WHAT THIS TASK INVOLVES: Take the entries below and print all of them exactly, please.

SOURCE RECORDS:
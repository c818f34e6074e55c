//! Utility functions for the client core

use crate::shared::constants::DISPLAY_DECIMALS;
use crate::shared::error::ClientError;
use ethers::types::{Address, U256};
use ethers::utils::format_units;
use std::str::FromStr;

/// Format a base-unit amount in display units (`1000000000000000000` -> `"1.0"`).
///
/// Uses exact integer formatting; trailing fractional zeros are trimmed but at
/// least one fractional digit is kept.
pub fn format_display_units(amount: U256) -> Result<String, ClientError> {
    let full = format_units(amount, DISPLAY_DECIMALS)
        .map_err(|e| ClientError::internal(format!("Unit conversion error: {}", e)))?;
    let trimmed = full.trim_end_matches('0');
    if trimmed.ends_with('.') {
        Ok(format!("{}0", trimmed))
    } else {
        Ok(trimmed.to_string())
    }
}

/// Parse a configured contract address
pub fn parse_contract_address(raw: &str) -> Result<Address, ClientError> {
    let raw = raw.trim();
    if raw.is_empty() {
        return Err(ClientError::invalid_contract_address("contract address is not configured"));
    }
    if !raw.starts_with("0x") || raw.len() != 42 {
        return Err(ClientError::invalid_contract_address(format!(
            "'{}' is not a 20-byte hex address",
            raw
        )));
    }
    Address::from_str(raw)
        .map_err(|e| ClientError::invalid_contract_address(format!("'{}': {}", raw, e)))
}

/// Abbreviate an address for display (`0x742d...d8b6`)
pub fn short_address(address: &Address) -> String {
    let full = format!("{:?}", address);
    format!("{}...{}", &full[..6], &full[full.len() - 4..])
}
use std::str::FromStr;
use ethers::{
    middleware::SignerMiddleware,
    providers::{Http, Middleware, Provider},
    signers::{LocalWallet, Signer},
    types::Address,
};
use crate::shared::error::ClientError;

/// HTTP JSON-RPC connection to a chain node
#[derive(Debug, Clone)]
pub struct RpcEndpoint {
    rpc_url: String,
    provider: Provider<Http>,
}

impl RpcEndpoint {
    pub fn connect(rpc_url: &str) -> Result<Self, ClientError> {
        let provider = Provider::<Http>::try_from(rpc_url).map_err(|e| {
            ClientError::network(format!("Failed to create HTTP provider for {}: {}", rpc_url, e))
        })?;
        Ok(Self {
            rpc_url: rpc_url.to_string(),
            provider,
        })
    }

    pub fn rpc_url(&self) -> &str {
        &self.rpc_url
    }

    pub fn provider(&self) -> &Provider<Http> {
        &self.provider
    }
}

/// Wallet provider backed by a locally held private key.
///
/// Stands in for a browser-injected wallet when the client runs in a terminal.
#[derive(Debug, Clone)]
pub struct LocalWalletProvider {
    client: SignerMiddleware<Provider<Http>, LocalWallet>,
}

impl LocalWalletProvider {
    /// Build a signer for `private_key`, bound to the chain id reported by the node
    pub async fn connect(rpc_url: &str, private_key: &str) -> Result<Self, ClientError> {
        let endpoint = RpcEndpoint::connect(rpc_url)?;
        let wallet = LocalWallet::from_str(private_key.trim().trim_start_matches("0x"))
            .map_err(|e| ClientError::config(format!("failed to parse private key: {}", e)))?;
        let chain_id = endpoint
            .provider()
            .get_chainid()
            .await
            .map_err(ClientError::from)?;
        let wallet = wallet.with_chain_id(chain_id.as_u64());
        log::info!("Local wallet {:?} bound to chain {}", wallet.address(), chain_id);
        Ok(Self {
            client: SignerMiddleware::new(endpoint.provider, wallet),
        })
    }

    pub fn address(&self) -> Address {
        self.client.address()
    }

    pub fn client(&self) -> &SignerMiddleware<Provider<Http>, LocalWallet> {
        &self.client
    }
}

REPLY TO THE EXERCISE:
repository c818f34e6074e55c
//! Utility functions for the client core

use crate::shared::constants::DISPLAY_DECIMALS;
use crate::shared::error::ClientError;
use ethers::types::{Address, U256};
use ethers::utils::format_units;
use std::str::FromStr;

/// Format a base-unit amount in display units (`1000000000000000000` -> `"1.0"`).
///
/// Uses exact integer formatting; trailing fractional zeros are trimmed but at
/// least one fractional digit is kept.
pub fn format_display_units(amount: U256) -> Result<String, ClientError> {
    let full = format_units(amount, DISPLAY_DECIMALS)
        .map_err(|e| ClientError::internal(format!("Unit conversion error: {}", e)))?;
    let trimmed = full.trim_end_matches('0');
    if trimmed.ends_with('.') {
        Ok(format!("{}0", trimmed))
    } else {
        Ok(trimmed.to_string())
    }
}

/// Parse a configured contract address
pub fn parse_contract_address(raw: &str) -> Result<Address, ClientError> {
    let raw = raw.trim();
    if raw.is_empty() {
        return Err(ClientError::invalid_contract_address("contract address is not configured"));
    }
    if !raw.starts_with("0x") || raw.len() != 42 {
        return Err(ClientError::invalid_contract_address(format!(
            "'{}' is not a 20-byte hex address",
            raw
        )));
    }
    Address::from_str(raw)
        .map_err(|e| ClientError::invalid_contract_address(format!("'{}': {}", raw, e)))
}

/// Abbreviate an address for display (`0x742d...d8b6`)
pub fn short_address(address: &Address) -> String {
    let full = format!("{:?}", address);
    format!("{}...{}", &full[..6], &full[full.len() - 4..])
}
use std::str::FromStr;
use ethers::{
    middleware::SignerMiddleware,
    providers::{Http, Middleware, Provider},
    signers::{LocalWallet, Signer},
    types::Address,
};
use crate::shared::error::ClientError;

/// HTTP JSON-RPC connection to a chain node
#[derive(Debug, Clone)]
pub struct RpcEndpoint {
    rpc_url: String,
    provider: Provider<Http>,
}

impl RpcEndpoint {
    pub fn connect(rpc_url: &str) -> Result<Self, ClientError> {
        let provider = Provider::<Http>::try_from(rpc_url).map_err(|e| {
            ClientError::network(format!("Failed to create HTTP provider for {}: {}", rpc_url, e))
        })?;
        Ok(Self {
            rpc_url: rpc_url.to_string(),
            provider,
        })
    }

    pub fn rpc_url(&self) -> &str {
        &self.rpc_url
    }

    pub fn provider(&self) -> &Provider<Http> {
        &self.provider
    }
}

/// Wallet provider backed by a locally held private key.
///
/// Stands in for a browser-injected wallet when the client runs in a terminal.
#[derive(Debug, Clone)]
pub struct LocalWalletProvider {
    client: SignerMiddleware<Provider<Http>, LocalWallet>,
}

impl LocalWalletProvider {
    /// Build a signer for `private_key`, bound to the chain id reported by the node
    pub async fn connect(rpc_url: &str, private_key: &str) -> Result<Self, ClientError> {
        let endpoint = RpcEndpoint::connect(rpc_url)?;
        let wallet = LocalWallet::from_str(private_key.trim().trim_start_matches("0x"))
            .map_err(|e| ClientError::config(format!("failed to parse private key: {}", e)))?;
        let chain_id = endpoint
            .provider()
            .get_chainid()
            .await
            .map_err(ClientError::from)?;
        let wallet = wallet.with_chain_id(chain_id.as_u64());
        log::info!("Local wallet {:?} bound to chain {}", wallet.address(), chain_id);
        Ok(Self {
            client: SignerMiddleware::new(endpoint.provider, wallet),
        })
    }

    pub fn address(&self) -> Address {
        self.client.address()
    }

    pub fn client(&self) -> &SignerMiddleware<Provider<Http>, LocalWallet> {
        &self.client
    }
}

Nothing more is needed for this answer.